Insulin Analog - Criticism

Criticism

A meta-analysis of numerous randomized controlled trials by the international Cochrane Collaboration found "only a minor clinical benefit of treatment with long-acting insulin analogues (including two studies of insulin detemir) for patients with diabetes mellitus type 2" while others have examined the same issue in type 1 diabetes. Subsequent meta-analyses undertaken in a number of countries and continents have confirmed Cochrane's findings.

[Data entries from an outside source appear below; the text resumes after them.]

//! Connection supervisor
//!
//! One worker task owns the [`Session`](crate::session::Session) and drives
//! the handshake: enable debugging, wait for discovery, connect, pair when
//! needed, select a device and open the shell. It then waits on the shell's
//! exit and starts over after a cool-down, forever.
//!
//! Callers talk to the worker through a [`SupervisorHandle`]. Requests that
//! need the worker (`start`, `pair`, `resume_with_port`, `reset`) go over
//! channels and are answered through a oneshot reply; everything else reads
//! published state directly.

mod handle;
mod worker;

pub use handle::SupervisorHandle;

use std::net::IpAddr;
use std::path::PathBuf;
use std::sync::{Arc, Mutex};

use ladb_core::prelude::*;
use ladb_core::{InitResult, PairingRequest, SessionStatus};
use ladb_daemon::{
    detect_local_address, Bridge, MdnsBrowser, PortDiscovery, ProcessLauncher, ServiceBrowser,
};
use tokio::sync::{mpsc, oneshot, watch};

use crate::config::{load_preferences, AppPaths, DiscoverySettings, Settings};
use crate::debugging::DebugToggle;
use crate::output::{OutputBridge, OutputBuffer};

use worker::Worker;

/// Requests handled by the supervisor worker.
#[derive(Debug)]
pub(crate) enum Control {
    /// Begin (or report on) the handshake
    Start { reply: oneshot::Sender<InitResult> },
    /// Pair with the code shown on-device, then continue connecting
    Pair {
        request: PairingRequest,
        reply: oneshot::Sender<Result<bool>>,
    },
    /// Connect with a port typed in by the user
    ResumeWithPort {
        port: u16,
        reply: oneshot::Sender<InitResult>,
    },
}

/// Spawn the supervisor worker and the output poller.
///
/// `discovery` should already be started (see [`start_discovery`]); an
/// unstarted discovery is skipped during the discovery wait.
pub fn spawn<D>(
    settings: Settings,
    paths: AppPaths,
    bridge_path: PathBuf,
    toggle: D,
    discovery: PortDiscovery,
) -> Result<SupervisorHandle>
where
    D: DebugToggle + Sync + 'static,
{
    let launcher = Arc::new(ProcessLauncher::new(
        bridge_path,
        &paths.files_dir,
        &paths.cache_dir,
        &paths.output_file,
    )?);
    let bridge = Bridge::new(launcher);

    let output = Arc::new(OutputBuffer::new(&paths.output_file)?);
    let (output_bridge, output_rx) = OutputBridge::new(output.clone(), settings.output.window());
    let (output_shutdown_tx, output_shutdown_rx) = watch::channel(false);
    output_bridge.spawn(settings.timing.output_poll(), output_shutdown_rx);

    let prefs = load_preferences(&paths.state_file);
    info!(
        "Supervisor starting (paired: {}, last port: {:?})",
        prefs.paired, prefs.last_connected_port
    );

    let (control_tx, control_rx) = mpsc::channel::<Control>(16);
    let (reset_tx, reset_rx) = mpsc::channel::<oneshot::Sender<()>>(4);
    let (status_tx, status_rx) = watch::channel(SessionStatus::default());
    let shell_input = Arc::new(Mutex::new(None));

    let script_path = paths.script_file();
    let worker = Worker::new(
        settings,
        paths,
        bridge,
        toggle,
        discovery,
        output.clone(),
        prefs,
        status_tx,
        shell_input.clone(),
        output_shutdown_tx,
    );
    tokio::spawn(worker.run(control_rx, reset_rx));

    Ok(SupervisorHandle::new(
        control_tx,
        reset_tx,
        status_rx,
        output_rx,
        shell_input,
        output,
        script_path,
    ))
}

/// Start mDNS port discovery as configured.
///
/// Returns an unstarted [`PortDiscovery`] when discovery is disabled or the
/// mDNS daemon cannot be created; the supervisor then relies on remembered
/// and manual ports.
pub fn start_discovery(settings: &DiscoverySettings) -> PortDiscovery {
    let local_address: Option<IpAddr> = settings.local_address.or_else(detect_local_address);
    let discovery = PortDiscovery::new(local_address);

    if !settings.enabled {
        info!("Port discovery disabled");
        return discovery;
    }

    match MdnsBrowser::new() {
        Ok(browser) => start_with_browser(&discovery, Arc::new(browser)),
        Err(e) => warn!("mDNS unavailable, port discovery disabled: {}", e),
    }
    discovery
}

fn start_with_browser<B: ServiceBrowser>(discovery: &PortDiscovery, browser: Arc<B>) {
    match discovery.start(browser) {
        Ok(()) => debug!(
            "Port discovery started (local address: {:?})",
            discovery.local_address()
        ),
        Err(e) => warn!("Port discovery failed to start: {}", e),
    }
}

#[cfg(test)]
mod tests;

In July 2007, Germany's Institute for Quality and Cost Effectiveness in the Health Care Sector (IQWiG) reached a strikingly similar conclusion. In its report, IQWiG concluded that there is currently "no evidence" available of the superiority of rapid-acting insulin analogs over synthetic human insulins in the treatment of adult patients with type 1 diabetes. Many of the studies reviewed by IQWiG were either too small to be considered statistically reliable and, perhaps most significantly, none of the studies included in their widespread review were blinded, the gold-standard methodology for conducting clinical research. However, IQWiG's terms of reference explicitly disregard any issues which cannot be tested in double-blind studies, for example a comparison of radically different treatment regimes. IQWiG is regarded with skepticism by some doctors in Germany, being seen merely as a mechanism to reduce costs. But the lack of study blinding does increase the risk of bias in these studies. The reason this is important is because patients, if they know they are using a different type of insulin, might behave differently (such as testing blood glucose levels more frequently, for example), which leads to bias in the study results, rendering the results inapplicable to the diabetes population at large. Numerous studies have concluded that any increase in testing of blood glucose levels is likely to yield improvements in glycemic control, which raises questions as to whether any improvements observed in the clinical trials for insulin analogues were the result of more frequent testing or due the drug undergoing trials.

More recently, the Canadian Agency for Drugs and Technologies in Health (CADTH) found, in its 2008 comparison of the effects of insulin analogues and biosynthetic human insulin, that insulin analogues failed to show any clinically relevant differences, both in terms of glycemic control and adverse reaction profile.